■ **Exercise aim**
The listing below should be written out exactly; please include all of it.

■ **Entries provided**
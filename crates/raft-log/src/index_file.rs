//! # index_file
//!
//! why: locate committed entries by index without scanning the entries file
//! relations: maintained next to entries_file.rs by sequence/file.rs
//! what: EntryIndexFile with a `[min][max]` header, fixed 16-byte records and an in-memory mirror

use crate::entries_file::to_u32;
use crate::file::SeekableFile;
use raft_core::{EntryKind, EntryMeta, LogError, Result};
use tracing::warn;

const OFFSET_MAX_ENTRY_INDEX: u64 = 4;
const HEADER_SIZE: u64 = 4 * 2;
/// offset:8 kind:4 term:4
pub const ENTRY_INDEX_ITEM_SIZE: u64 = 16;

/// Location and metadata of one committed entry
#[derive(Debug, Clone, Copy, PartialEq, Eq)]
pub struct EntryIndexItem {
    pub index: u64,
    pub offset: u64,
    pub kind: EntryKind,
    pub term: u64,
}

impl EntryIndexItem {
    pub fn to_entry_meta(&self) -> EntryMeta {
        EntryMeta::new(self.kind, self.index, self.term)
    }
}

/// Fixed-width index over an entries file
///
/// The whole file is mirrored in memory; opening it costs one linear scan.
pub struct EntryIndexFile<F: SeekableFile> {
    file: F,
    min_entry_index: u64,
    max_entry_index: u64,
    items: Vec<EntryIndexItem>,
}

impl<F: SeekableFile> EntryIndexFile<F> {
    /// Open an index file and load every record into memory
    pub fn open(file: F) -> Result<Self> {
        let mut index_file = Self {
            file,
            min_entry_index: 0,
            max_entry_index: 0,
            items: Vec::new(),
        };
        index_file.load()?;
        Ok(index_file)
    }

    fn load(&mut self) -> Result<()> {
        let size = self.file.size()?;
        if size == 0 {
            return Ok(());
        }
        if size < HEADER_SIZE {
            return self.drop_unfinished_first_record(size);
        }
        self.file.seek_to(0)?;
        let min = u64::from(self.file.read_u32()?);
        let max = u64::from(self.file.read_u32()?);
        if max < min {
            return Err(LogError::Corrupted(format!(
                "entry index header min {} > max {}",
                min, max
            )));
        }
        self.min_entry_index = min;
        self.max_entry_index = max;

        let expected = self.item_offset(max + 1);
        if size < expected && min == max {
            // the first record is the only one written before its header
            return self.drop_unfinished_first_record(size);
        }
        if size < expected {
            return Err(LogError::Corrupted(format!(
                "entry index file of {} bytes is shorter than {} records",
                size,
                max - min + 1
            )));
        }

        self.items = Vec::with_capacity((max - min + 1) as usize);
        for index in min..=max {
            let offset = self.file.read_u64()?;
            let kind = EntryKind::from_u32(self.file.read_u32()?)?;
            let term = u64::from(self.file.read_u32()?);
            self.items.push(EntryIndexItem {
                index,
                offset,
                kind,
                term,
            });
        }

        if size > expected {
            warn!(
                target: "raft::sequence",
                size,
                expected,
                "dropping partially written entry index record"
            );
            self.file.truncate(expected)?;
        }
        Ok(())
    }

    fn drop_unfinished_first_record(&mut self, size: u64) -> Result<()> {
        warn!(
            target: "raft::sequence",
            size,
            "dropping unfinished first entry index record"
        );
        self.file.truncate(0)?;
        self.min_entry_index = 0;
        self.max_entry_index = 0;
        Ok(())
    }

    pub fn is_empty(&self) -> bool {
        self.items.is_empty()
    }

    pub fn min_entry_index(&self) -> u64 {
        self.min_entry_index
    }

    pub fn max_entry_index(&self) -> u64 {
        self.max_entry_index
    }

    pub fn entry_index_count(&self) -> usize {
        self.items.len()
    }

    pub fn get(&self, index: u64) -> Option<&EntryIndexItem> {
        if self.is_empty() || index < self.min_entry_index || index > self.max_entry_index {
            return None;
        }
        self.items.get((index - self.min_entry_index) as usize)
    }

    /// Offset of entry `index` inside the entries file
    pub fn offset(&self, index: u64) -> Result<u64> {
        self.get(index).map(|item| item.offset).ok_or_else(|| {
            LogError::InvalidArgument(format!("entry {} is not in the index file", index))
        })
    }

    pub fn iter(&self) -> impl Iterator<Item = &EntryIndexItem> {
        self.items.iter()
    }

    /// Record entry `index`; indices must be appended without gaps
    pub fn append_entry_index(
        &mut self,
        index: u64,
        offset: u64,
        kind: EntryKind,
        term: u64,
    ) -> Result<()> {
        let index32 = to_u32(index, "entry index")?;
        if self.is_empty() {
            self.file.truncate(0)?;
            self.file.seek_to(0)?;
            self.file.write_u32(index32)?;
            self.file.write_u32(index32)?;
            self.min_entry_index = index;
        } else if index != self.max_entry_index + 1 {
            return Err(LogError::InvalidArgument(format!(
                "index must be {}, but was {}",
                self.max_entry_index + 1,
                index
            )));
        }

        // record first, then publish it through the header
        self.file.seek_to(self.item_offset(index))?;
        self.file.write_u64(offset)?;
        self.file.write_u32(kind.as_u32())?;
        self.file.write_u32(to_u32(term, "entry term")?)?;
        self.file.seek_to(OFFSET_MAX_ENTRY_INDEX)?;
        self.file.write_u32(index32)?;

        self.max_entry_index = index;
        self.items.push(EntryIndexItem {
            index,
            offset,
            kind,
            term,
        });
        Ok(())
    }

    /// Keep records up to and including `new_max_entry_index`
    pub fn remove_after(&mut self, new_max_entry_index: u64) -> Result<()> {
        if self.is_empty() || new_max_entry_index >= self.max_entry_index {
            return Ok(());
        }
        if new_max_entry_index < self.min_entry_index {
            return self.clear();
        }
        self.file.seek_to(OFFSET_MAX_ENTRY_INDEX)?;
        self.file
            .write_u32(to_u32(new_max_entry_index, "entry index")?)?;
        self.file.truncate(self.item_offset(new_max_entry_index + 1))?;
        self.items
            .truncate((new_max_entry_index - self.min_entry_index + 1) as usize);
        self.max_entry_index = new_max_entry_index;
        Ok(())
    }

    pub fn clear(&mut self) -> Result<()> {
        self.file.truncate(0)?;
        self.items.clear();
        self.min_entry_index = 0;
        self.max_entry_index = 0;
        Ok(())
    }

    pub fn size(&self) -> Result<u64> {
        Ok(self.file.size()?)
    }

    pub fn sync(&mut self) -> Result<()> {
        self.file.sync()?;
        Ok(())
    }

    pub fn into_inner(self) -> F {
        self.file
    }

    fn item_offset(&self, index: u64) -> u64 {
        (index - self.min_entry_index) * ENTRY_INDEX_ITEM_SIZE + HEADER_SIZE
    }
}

■ **Solution to the exercise**
filename crates/raft-log/src/index_file.rs
//! # index_file
//!
//! why: locate committed entries by index without scanning the entries file
//! relations: maintained next to entries_file.rs by sequence/file.rs
//! what: EntryIndexFile with a `[min][max]` header, fixed 16-byte records and an in-memory mirror

use crate::entries_file::to_u32;
use crate::file::SeekableFile;
use raft_core::{EntryKind, EntryMeta, LogError, Result};
use tracing::warn;

const OFFSET_MAX_ENTRY_INDEX: u64 = 4;
const HEADER_SIZE: u64 = 4 * 2;
/// offset:8 kind:4 term:4
pub const ENTRY_INDEX_ITEM_SIZE: u64 = 16;

/// Location and metadata of one committed entry
#[derive(Debug, Clone, Copy, PartialEq, Eq)]
pub struct EntryIndexItem {
    pub index: u64,
    pub offset: u64,
    pub kind: EntryKind,
    pub term: u64,
}

impl EntryIndexItem {
    pub fn to_entry_meta(&self) -> EntryMeta {
        EntryMeta::new(self.kind, self.index, self.term)
    }
}

/// Fixed-width index over an entries file
///
/// The whole file is mirrored in memory; opening it costs one linear scan.
pub struct EntryIndexFile<F: SeekableFile> {
    file: F,
    min_entry_index: u64,
    max_entry_index: u64,
    items: Vec<EntryIndexItem>,
}

impl<F: SeekableFile> EntryIndexFile<F> {
    /// Open an index file and load every record into memory
    pub fn open(file: F) -> Result<Self> {
        let mut index_file = Self {
            file,
            min_entry_index: 0,
            max_entry_index: 0,
            items: Vec::new(),
        };
        index_file.load()?;
        Ok(index_file)
    }

    fn load(&mut self) -> Result<()> {
        let size = self.file.size()?;
        if size == 0 {
            return Ok(());
        }
        if size < HEADER_SIZE {
            return self.drop_unfinished_first_record(size);
        }
        self.file.seek_to(0)?;
        let min = u64::from(self.file.read_u32()?);
        let max = u64::from(self.file.read_u32()?);
        if max < min {
            return Err(LogError::Corrupted(format!(
                "entry index header min {} > max {}",
                min, max
            )));
        }
        self.min_entry_index = min;
        self.max_entry_index = max;

        let expected = self.item_offset(max + 1);
        if size < expected && min == max {
            // the first record is the only one written before its header
            return self.drop_unfinished_first_record(size);
        }
        if size < expected {
            return Err(LogError::Corrupted(format!(
                "entry index file of {} bytes is shorter than {} records",
                size,
                max - min + 1
            )));
        }

        self.items = Vec::with_capacity((max - min + 1) as usize);
        for index in min..=max {
            let offset = self.file.read_u64()?;
            let kind = EntryKind::from_u32(self.file.read_u32()?)?;
            let term = u64::from(self.file.read_u32()?);
            self.items.push(EntryIndexItem {
                index,
                offset,
                kind,
                term,
            });
        }

        if size > expected {
            warn!(
                target: "raft::sequence",
                size,
                expected,
                "dropping partially written entry index record"
            );
            self.file.truncate(expected)?;
        }
        Ok(())
    }

    fn drop_unfinished_first_record(&mut self, size: u64) -> Result<()> {
        warn!(
            target: "raft::sequence",
            size,
            "dropping unfinished first entry index record"
        );
        self.file.truncate(0)?;
        self.min_entry_index = 0;
        self.max_entry_index = 0;
        Ok(())
    }

    pub fn is_empty(&self) -> bool {
        self.items.is_empty()
    }

    pub fn min_entry_index(&self) -> u64 {
        self.min_entry_index
    }

    pub fn max_entry_index(&self) -> u64 {
        self.max_entry_index
    }

    pub fn entry_index_count(&self) -> usize {
        self.items.len()
    }

    pub fn get(&self, index: u64) -> Option<&EntryIndexItem> {
        if self.is_empty() || index < self.min_entry_index || index > self.max_entry_index {
            return None;
        }
        self.items.get((index - self.min_entry_index) as usize)
    }

    /// Offset of entry `index` inside the entries file
    pub fn offset(&self, index: u64) -> Result<u64> {
        self.get(index).map(|item| item.offset).ok_or_else(|| {
            LogError::InvalidArgument(format!("entry {} is not in the index file", index))
        })
    }

    pub fn iter(&self) -> impl Iterator<Item = &EntryIndexItem> {
        self.items.iter()
    }

    /// Record entry `index`; indices must be appended without gaps
    pub fn append_entry_index(
        &mut self,
        index: u64,
        offset: u64,
        kind: EntryKind,
        term: u64,
    ) -> Result<()> {
        let index32 = to_u32(index, "entry index")?;
        if self.is_empty() {
            self.file.truncate(0)?;
            self.file.seek_to(0)?;
            self.file.write_u32(index32)?;
            self.file.write_u32(index32)?;
            self.min_entry_index = index;
        } else if index != self.max_entry_index + 1 {
            return Err(LogError::InvalidArgument(format!(
                "index must be {}, but was {}",
                self.max_entry_index + 1,
                index
            )));
        }

        // record first, then publish it through the header
        self.file.seek_to(self.item_offset(index))?;
        self.file.write_u64(offset)?;
        self.file.write_u32(kind.as_u32())?;
        self.file.write_u32(to_u32(term, "entry term")?)?;
        self.file.seek_to(OFFSET_MAX_ENTRY_INDEX)?;
        self.file.write_u32(index32)?;

        self.max_entry_index = index;
        self.items.push(EntryIndexItem {
            index,
            offset,
            kind,
            term,
        });
        Ok(())
    }

    /// Keep records up to and including `new_max_entry_index`
    pub fn remove_after(&mut self, new_max_entry_index: u64) -> Result<()> {
        if self.is_empty() || new_max_entry_index >= self.max_entry_index {
            return Ok(());
        }
        if new_max_entry_index < self.min_entry_index {
            return self.clear();
        }
        self.file.seek_to(OFFSET_MAX_ENTRY_INDEX)?;
        self.file
            .write_u32(to_u32(new_max_entry_index, "entry index")?)?;
        self.file.truncate(self.item_offset(new_max_entry_index + 1))?;
        self.items
            .truncate((new_max_entry_index - self.min_entry_index + 1) as usize);
        self.max_entry_index = new_max_entry_index;
        Ok(())
    }

    pub fn clear(&mut self) -> Result<()> {
        self.file.truncate(0)?;
        self.items.clear();
        self.min_entry_index = 0;
        self.max_entry_index = 0;
        Ok(())
    }

    pub fn size(&self) -> Result<u64> {
        Ok(self.file.size()?)
    }

    pub fn sync(&mut self) -> Result<()> {
        self.file.sync()?;
        Ok(())
    }

    pub fn into_inner(self) -> F {
        self.file
    }

    fn item_offset(&self, index: u64) -> u64 {
        (index - self.min_entry_index) * ENTRY_INDEX_ITEM_SIZE + HEADER_SIZE
    }
}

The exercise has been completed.